Objective of the study. Analysis of the relationship between the resistance indices (IR) of the main and intrarenal renal arteries, measured by ultrasound Doppler ultrasound (DUS), and clinical and laboratory data, as well as the identification of their prognosis in assessing the progression of chronic kidney disease (CKD).
Materials and methods. The study included 106 patients with CKD, divided into groups with glomerular or interstitial diseases. At the first hospitalization, the glomerular filtration rate (GFR) calculated using the CKD-EPI formula, the degree of proteinuria (PU), the size of the kidneys, the thickness of the renal parenchyma and the parenchymopielic index, IR of the main and intrarenal vessels were determined. The average duration of observation of patients was 12 ± 2.64 months. Upon readmission, the rate of GFR decline was analyzed.

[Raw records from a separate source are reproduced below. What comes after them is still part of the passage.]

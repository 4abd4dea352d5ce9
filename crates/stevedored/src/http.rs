//! Introspection endpoints.
//!
//! Routes:
//! - GET /jobs - scheduled jobs as JSON
//! - GET /healthz - liveness
//! - GET /metrics - Prometheus text exposition
use axum::{
    Json, Router,
    extract::State,
    http::{StatusCode, header},
    response::{IntoResponse, Response},
    routing::get,
};
use serde::Serialize;
use tracing::error;

use stevedore_core::scheduler::{ScheduledJob, Scheduler};
use stevedore_prometheus::{PrometheusMetrics, TextEncoder};

#[derive(Clone)]
pub struct HttpState {
    pub scheduler: Scheduler,
    pub metrics: PrometheusMetrics,
}

pub fn router(state: HttpState) -> Router {
    Router::new()
        .route("/jobs", get(list_jobs))
        .route("/healthz", get(healthz))
        .route("/metrics", get(metrics))
        .with_state(state)
}

#[derive(Debug, Serialize)]
struct JobsResponse {
    count: usize,
    jobs: Vec<ScheduledJob>,
}

/// GET /jobs
async fn list_jobs(State(state): State<HttpState>) -> Json<JobsResponse> {
    let jobs = state.scheduler.jobs();
    Json(JobsResponse {
        count: jobs.len(),
        jobs,
    })
}

/// GET /healthz
async fn healthz() -> &'static str {
    "ok"
}

/// GET /metrics
async fn metrics(State(state): State<HttpState>) -> Response {
    let encoder = TextEncoder::new();
    match encoder.encode_to_string(&state.metrics.gather()) {
        Ok(body) => ([(header::CONTENT_TYPE, prometheus_content_type(&encoder))], body).into_response(),
        Err(e) => {
            error!(error = %e, "failed to encode metrics");
            (StatusCode::INTERNAL_SERVER_ERROR, "failed to encode metrics").into_response()
        }
    }
}

fn prometheus_content_type(encoder: &TextEncoder) -> String {
    use stevedore_prometheus::Encoder;
    encoder.format_type().to_string()
}

#[cfg(test)]
mod tests {
    use std::collections::BTreeMap;
    use std::sync::Arc;

    use axum::body::to_bytes;
    use stevedore_core::MetricsBackend;
    use stevedore_core::events::EventBus;
    use stevedore_core::scheduler::SchedulerConfig;
    use stevedore_model::{JobValidator, RawJob, ValidatorConfig};

    use super::*;
    use crate::testing::StaticRuntime;

    fn state() -> HttpState {
        let metrics = PrometheusMetrics::new().unwrap();
        let scheduler = Scheduler::new(
            SchedulerConfig::default(),
            Arc::new(StaticRuntime::default()),
            EventBus::empty(),
            Arc::new(metrics.clone()),
        );
        HttpState { scheduler, metrics }
    }

    #[tokio::test]
    async fn jobs_lists_scheduled_jobs() {
        let state = state();
        let mut raw = RawJob::new("backup");
        raw.set("command", "backup.sh").set("cron", "0 3 * * *").set("user", "root");
        let def = JobValidator::new(ValidatorConfig::default())
            .unwrap()
            .validate(&raw)
            .unwrap();
        state
            .scheduler
            .add("c1", &BTreeMap::from([(def.name.clone(), def)]), true);

        let Json(resp) = list_jobs(State(state)).await;
        assert_eq!(resp.count, 1);
        assert_eq!(resp.jobs[0].definition.name, "backup");
        assert!(resp.jobs[0].paused);

        let json = serde_json::to_value(&resp).unwrap();
        assert_eq!(json["jobs"][0]["container_id"], "c1");
    }

    #[tokio::test]
    async fn metrics_are_exposed_as_text() {
        let state = state();
        state.metrics.record_job_started("cron");

        let resp = metrics(State(state)).await;
        assert_eq!(resp.status(), StatusCode::OK);
        let body = to_bytes(resp.into_body(), usize::MAX).await.unwrap();
        let text = String::from_utf8(body.to_vec()).unwrap();
        assert!(text.contains("stevedore_jobs_started_total{trigger=\"cron\"} 1"));
    }

    #[tokio::test]
    async fn healthz_answers() {
        assert_eq!(healthz().await, "ok");
    }
}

Results. IR of the main and intraparenchymal vessels depends on the patient's age and pulse pressure. In the group of patients with glomerular diseases, IRs are associated with GFR and PU, while in the group of interstitial diseases, with the size and structure of the kidneys. IR of interlobar arteries (MA) is the most sensitive predictor of deterioration of renal function with a cut-off value of 0.65, comparable to the predictive value of PU.
Conclusion. Indicators of the resistance index of vasorenal vessels in the main and intraparenchymal vessels can be considered as a predictor of the progression of renal function.